Task to carry out: Would you write out all of the records that follow, exactly as they stand?

Collected data
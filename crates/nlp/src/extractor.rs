//! Kind-specific attribute extraction.
//!
//! Pure functions of (document, mention name): ordered pattern templates per
//! field, a sentence-based fallback for descriptions, priority-ordered status
//! tables. Absence of a match leaves the field at its default; extraction
//! never fails.

use chronicler_domain::{
    CharacterData, CharacterStatus, CreatureData, CreatureStatus, EntityData, EntityKind,
    ItemData, ItemType, LocationData, LocationStatus, LocationType,
};

use crate::annotate::Document;
use crate::patterns::{
    first_status, first_template_all_captures, first_template_capture, CHARACTER_DESCRIPTION,
    CHARACTER_HISTORY, CHARACTER_LOCATION, CHARACTER_ROLE, CHARACTER_STATUS, CREATURE_COMBAT,
    CREATURE_DESCRIPTION, CREATURE_STATUS, CREATURE_STRENGTH, CREATURE_WEAKNESS,
    DESCRIPTIVE_LEMMAS, ITEM_ABILITIES, ITEM_DESCRIPTION, ITEM_OWNERSHIP, ITEM_TYPE,
    LOCATION_DESCRIPTION, LOCATION_HIERARCHY, LOCATION_STATUS, LOCATION_TYPE,
};

/// Extracted fields for a character mention.
#[derive(Debug, Clone, Default, PartialEq)]
pub struct CharacterAttributes {
    pub description: String,
    pub status: CharacterStatus,
    pub role: String,
    /// Free-text location phrase; resolution to an id happens elsewhere.
    pub location: String,
    pub history: String,
}

#[derive(Debug, Clone, Default, PartialEq)]
pub struct LocationAttributes {
    /// `None` when no type template matched; callers keep their default.
    pub location_type: Option<LocationType>,
    pub hierarchy: String,
    pub description: String,
    pub status: LocationStatus,
}

#[derive(Debug, Clone, Default, PartialEq)]
pub struct CreatureAttributes {
    pub description: String,
    pub status: CreatureStatus,
    pub combat_history: String,
    pub weaknesses_strengths: String,
}

#[derive(Debug, Clone, Default, PartialEq)]
pub struct ItemAttributes {
    pub item_type: Option<ItemType>,
    pub description: String,
    pub ownership_history: String,
    pub special_abilities: String,
}

/// Attributes for any of the four narrative kinds.
#[derive(Debug, Clone, PartialEq)]
pub enum ExtractedAttributes {
    Character(CharacterAttributes),
    Location(LocationAttributes),
    Creature(CreatureAttributes),
    Item(ItemAttributes),
}

impl ExtractedAttributes {
    /// Build a fresh entity payload from the extracted fields.
    pub fn into_entity_data(self) -> EntityData {
        match self {
            ExtractedAttributes::Character(attrs) => EntityData::Character(CharacterData {
                description: attrs.description,
                status: attrs.status,
                role: attrs.role,
                history: attrs.history,
                ..CharacterData::default()
            }),
            ExtractedAttributes::Location(attrs) => EntityData::Location(LocationData {
                location_type: attrs.location_type.unwrap_or_default(),
                hierarchy: attrs.hierarchy,
                description: attrs.description,
                status: attrs.status,
                ..LocationData::default()
            }),
            ExtractedAttributes::Creature(attrs) => EntityData::Creature(CreatureData {
                description: attrs.description,
                status: attrs.status,
                combat_history: attrs.combat_history,
                weaknesses_strengths: attrs.weaknesses_strengths,
                ..CreatureData::default()
            }),
            ExtractedAttributes::Item(attrs) => EntityData::Item(ItemData {
                item_type: attrs.item_type.unwrap_or_default(),
                description: attrs.description,
                ownership_history: attrs.ownership_history,
                special_abilities: attrs.special_abilities,
                ..ItemData::default()
            }),
        }
    }
}

/// Pattern-table driven attribute extractor.
#[derive(Debug, Default)]
pub struct AttributeExtractor;

impl AttributeExtractor {
    pub fn new() -> Self {
        Self
    }

    /// Dispatch on kind. Returns `None` for kinds without an extraction
    /// table (quests, factions, events, journal entries are not extracted
    /// from prose directly).
    pub fn extract(
        &self,
        kind: EntityKind,
        doc: &Document,
        name: &str,
    ) -> Option<ExtractedAttributes> {
        match kind {
            EntityKind::Character => {
                Some(ExtractedAttributes::Character(self.character(doc, name)))
            }
            EntityKind::Location => Some(ExtractedAttributes::Location(self.location(doc, name))),
            EntityKind::Creature => Some(ExtractedAttributes::Creature(self.creature(doc, name))),
            EntityKind::Item => Some(ExtractedAttributes::Item(self.item(doc, name))),
            _ => None,
        }
    }

    pub fn character(&self, doc: &Document, name: &str) -> CharacterAttributes {
        let text = doc.text();
        CharacterAttributes {
            description: first_template_all_captures(CHARACTER_DESCRIPTION, name, text)
                .or_else(|| fallback_description(doc, name))
                .unwrap_or_default(),
            status: first_status(CHARACTER_STATUS, name, text).unwrap_or_default(),
            role: first_template_capture(CHARACTER_ROLE, name, text).unwrap_or_default(),
            location: first_template_capture(CHARACTER_LOCATION, name, text).unwrap_or_default(),
            history: first_template_capture(CHARACTER_HISTORY, name, text).unwrap_or_default(),
        }
    }

    pub fn location(&self, doc: &Document, name: &str) -> LocationAttributes {
        let text = doc.text();
        LocationAttributes {
            location_type: first_status(LOCATION_TYPE, name, text),
            hierarchy: first_template_capture(LOCATION_HIERARCHY, name, text).unwrap_or_default(),
            description: first_template_all_captures(LOCATION_DESCRIPTION, name, text)
                .or_else(|| fallback_description(doc, name))
                .unwrap_or_default(),
            status: first_status(LOCATION_STATUS, name, text).unwrap_or_default(),
        }
    }

    pub fn creature(&self, doc: &Document, name: &str) -> CreatureAttributes {
        let text = doc.text();
        let weaknesses = first_template_all_captures(CREATURE_WEAKNESS, name, text);
        let strengths = first_template_all_captures(CREATURE_STRENGTH, name, text);
        CreatureAttributes {
            description: first_template_all_captures(CREATURE_DESCRIPTION, name, text)
                .or_else(|| fallback_description(doc, name))
                .unwrap_or_default(),
            status: first_status(CREATURE_STATUS, name, text).unwrap_or_default(),
            combat_history: first_template_all_captures(CREATURE_COMBAT, name, text)
                .unwrap_or_default(),
            weaknesses_strengths: join_weaknesses_strengths(weaknesses, strengths),
        }
    }

    pub fn item(&self, doc: &Document, name: &str) -> ItemAttributes {
        let text = doc.text();
        ItemAttributes {
            item_type: first_status(ITEM_TYPE, name, text),
            description: first_template_all_captures(ITEM_DESCRIPTION, name, text)
                .or_else(|| fallback_description(doc, name))
                .unwrap_or_default(),
            ownership_history: first_template_all_captures(ITEM_OWNERSHIP, name, text)
                .unwrap_or_default(),
            special_abilities: first_template_all_captures(ITEM_ABILITIES, name, text)
                .unwrap_or_default(),
        }
    }
}

/// Fallback description: the first sentence that mentions the name and
/// contains a copula or perception lemma.
fn fallback_description(doc: &Document, name: &str) -> Option<String> {
    let needle = name.to_lowercase();
    for sentence in doc.sentences() {
        let text = doc.sentence_text(sentence);
        if !text.to_lowercase().contains(&needle) {
            continue;
        }
        let descriptive = doc
            .sentence_tokens(sentence)
            .iter()
            .any(|token| DESCRIPTIVE_LEMMAS.contains(&token.lemma.as_str()));
        if descriptive {
            return Some(text.trim().to_string());
        }
    }
    None
}

fn join_weaknesses_strengths(weaknesses: Option<String>, strengths: Option<String>) -> String {
    let mut out = String::new();
    if let Some(weaknesses) = weaknesses {
        out.push_str("Slabiny: ");
        out.push_str(&weaknesses);
    }
    if let Some(strengths) = strengths {
        if !out.is_empty() {
            out.push_str("; ");
        }
        out.push_str("Silné stránky: ");
        out.push_str(&strengths);
    }
    out
}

Task solution:
filename crates/nlp/src/extractor.rs
//! Kind-specific attribute extraction.
//!
//! Pure functions of (document, mention name): ordered pattern templates per
//! field, a sentence-based fallback for descriptions, priority-ordered status
//! tables. Absence of a match leaves the field at its default; extraction
//! never fails.

use chronicler_domain::{
    CharacterData, CharacterStatus, CreatureData, CreatureStatus, EntityData, EntityKind,
    ItemData, ItemType, LocationData, LocationStatus, LocationType,
};

use crate::annotate::Document;
use crate::patterns::{
    first_status, first_template_all_captures, first_template_capture, CHARACTER_DESCRIPTION,
    CHARACTER_HISTORY, CHARACTER_LOCATION, CHARACTER_ROLE, CHARACTER_STATUS, CREATURE_COMBAT,
    CREATURE_DESCRIPTION, CREATURE_STATUS, CREATURE_STRENGTH, CREATURE_WEAKNESS,
    DESCRIPTIVE_LEMMAS, ITEM_ABILITIES, ITEM_DESCRIPTION, ITEM_OWNERSHIP, ITEM_TYPE,
    LOCATION_DESCRIPTION, LOCATION_HIERARCHY, LOCATION_STATUS, LOCATION_TYPE,
};

/// Extracted fields for a character mention.
#[derive(Debug, Clone, Default, PartialEq)]
pub struct CharacterAttributes {
    pub description: String,
    pub status: CharacterStatus,
    pub role: String,
    /// Free-text location phrase; resolution to an id happens elsewhere.
    pub location: String,
    pub history: String,
}

#[derive(Debug, Clone, Default, PartialEq)]
pub struct LocationAttributes {
    /// `None` when no type template matched; callers keep their default.
    pub location_type: Option<LocationType>,
    pub hierarchy: String,
    pub description: String,
    pub status: LocationStatus,
}

#[derive(Debug, Clone, Default, PartialEq)]
pub struct CreatureAttributes {
    pub description: String,
    pub status: CreatureStatus,
    pub combat_history: String,
    pub weaknesses_strengths: String,
}

#[derive(Debug, Clone, Default, PartialEq)]
pub struct ItemAttributes {
    pub item_type: Option<ItemType>,
    pub description: String,
    pub ownership_history: String,
    pub special_abilities: String,
}

/// Attributes for any of the four narrative kinds.
#[derive(Debug, Clone, PartialEq)]
pub enum ExtractedAttributes {
    Character(CharacterAttributes),
    Location(LocationAttributes),
    Creature(CreatureAttributes),
    Item(ItemAttributes),
}

impl ExtractedAttributes {
    /// Build a fresh entity payload from the extracted fields.
    pub fn into_entity_data(self) -> EntityData {
        match self {
            ExtractedAttributes::Character(attrs) => EntityData::Character(CharacterData {
                description: attrs.description,
                status: attrs.status,
                role: attrs.role,
                history: attrs.history,
                ..CharacterData::default()
            }),
            ExtractedAttributes::Location(attrs) => EntityData::Location(LocationData {
                location_type: attrs.location_type.unwrap_or_default(),
                hierarchy: attrs.hierarchy,
                description: attrs.description,
                status: attrs.status,
                ..LocationData::default()
            }),
            ExtractedAttributes::Creature(attrs) => EntityData::Creature(CreatureData {
                description: attrs.description,
                status: attrs.status,
                combat_history: attrs.combat_history,
                weaknesses_strengths: attrs.weaknesses_strengths,
                ..CreatureData::default()
            }),
            ExtractedAttributes::Item(attrs) => EntityData::Item(ItemData {
                item_type: attrs.item_type.unwrap_or_default(),
                description: attrs.description,
                ownership_history: attrs.ownership_history,
                special_abilities: attrs.special_abilities,
                ..ItemData::default()
            }),
        }
    }
}

/// Pattern-table driven attribute extractor.
#[derive(Debug, Default)]
pub struct AttributeExtractor;

impl AttributeExtractor {
    pub fn new() -> Self {
        Self
    }

    /// Dispatch on kind. Returns `None` for kinds without an extraction
    /// table (quests, factions, events, journal entries are not extracted
    /// from prose directly).
    pub fn extract(
        &self,
        kind: EntityKind,
        doc: &Document,
        name: &str,
    ) -> Option<ExtractedAttributes> {
        match kind {
            EntityKind::Character => {
                Some(ExtractedAttributes::Character(self.character(doc, name)))
            }
            EntityKind::Location => Some(ExtractedAttributes::Location(self.location(doc, name))),
            EntityKind::Creature => Some(ExtractedAttributes::Creature(self.creature(doc, name))),
            EntityKind::Item => Some(ExtractedAttributes::Item(self.item(doc, name))),
            _ => None,
        }
    }

    pub fn character(&self, doc: &Document, name: &str) -> CharacterAttributes {
        let text = doc.text();
        CharacterAttributes {
            description: first_template_all_captures(CHARACTER_DESCRIPTION, name, text)
                .or_else(|| fallback_description(doc, name))
                .unwrap_or_default(),
            status: first_status(CHARACTER_STATUS, name, text).unwrap_or_default(),
            role: first_template_capture(CHARACTER_ROLE, name, text).unwrap_or_default(),
            location: first_template_capture(CHARACTER_LOCATION, name, text).unwrap_or_default(),
            history: first_template_capture(CHARACTER_HISTORY, name, text).unwrap_or_default(),
        }
    }

    pub fn location(&self, doc: &Document, name: &str) -> LocationAttributes {
        let text = doc.text();
        LocationAttributes {
            location_type: first_status(LOCATION_TYPE, name, text),
            hierarchy: first_template_capture(LOCATION_HIERARCHY, name, text).unwrap_or_default(),
            description: first_template_all_captures(LOCATION_DESCRIPTION, name, text)
                .or_else(|| fallback_description(doc, name))
                .unwrap_or_default(),
            status: first_status(LOCATION_STATUS, name, text).unwrap_or_default(),
        }
    }

    pub fn creature(&self, doc: &Document, name: &str) -> CreatureAttributes {
        let text = doc.text();
        let weaknesses = first_template_all_captures(CREATURE_WEAKNESS, name, text);
        let strengths = first_template_all_captures(CREATURE_STRENGTH, name, text);
        CreatureAttributes {
            description: first_template_all_captures(CREATURE_DESCRIPTION, name, text)
                .or_else(|| fallback_description(doc, name))
                .unwrap_or_default(),
            status: first_status(CREATURE_STATUS, name, text).unwrap_or_default(),
            combat_history: first_template_all_captures(CREATURE_COMBAT, name, text)
                .unwrap_or_default(),
            weaknesses_strengths: join_weaknesses_strengths(weaknesses, strengths),
        }
    }

    pub fn item(&self, doc: &Document, name: &str) -> ItemAttributes {
        let text = doc.text();
        ItemAttributes {
            item_type: first_status(ITEM_TYPE, name, text),
            description: first_template_all_captures(ITEM_DESCRIPTION, name, text)
                .or_else(|| fallback_description(doc, name))
                .unwrap_or_default(),
            ownership_history: first_template_all_captures(ITEM_OWNERSHIP, name, text)
                .unwrap_or_default(),
            special_abilities: first_template_all_captures(ITEM_ABILITIES, name, text)
                .unwrap_or_default(),
        }
    }
}

/// Fallback description: the first sentence that mentions the name and
/// contains a copula or perception lemma.
fn fallback_description(doc: &Document, name: &str) -> Option<String> {
    let needle = name.to_lowercase();
    for sentence in doc.sentences() {
        let text = doc.sentence_text(sentence);
        if !text.to_lowercase().contains(&needle) {
            continue;
        }
        let descriptive = doc
            .sentence_tokens(sentence)
            .iter()
            .any(|token| DESCRIPTIVE_LEMMAS.contains(&token.lemma.as_str()));
        if descriptive {
            return Some(text.trim().to_string());
        }
    }
    None
}

fn join_weaknesses_strengths(weaknesses: Option<String>, strengths: Option<String>) -> String {
    let mut out = String::new();
    if let Some(weaknesses) = weaknesses {
        out.push_str("Slabiny: ");
        out.push_str(&weaknesses);
    }
    if let Some(strengths) = strengths {
        if !out.is_empty() {
            out.push_str("; ");
        }
        out.push_str("Silné stránky: ");
        out.push_str(&strengths);
    }
    out
}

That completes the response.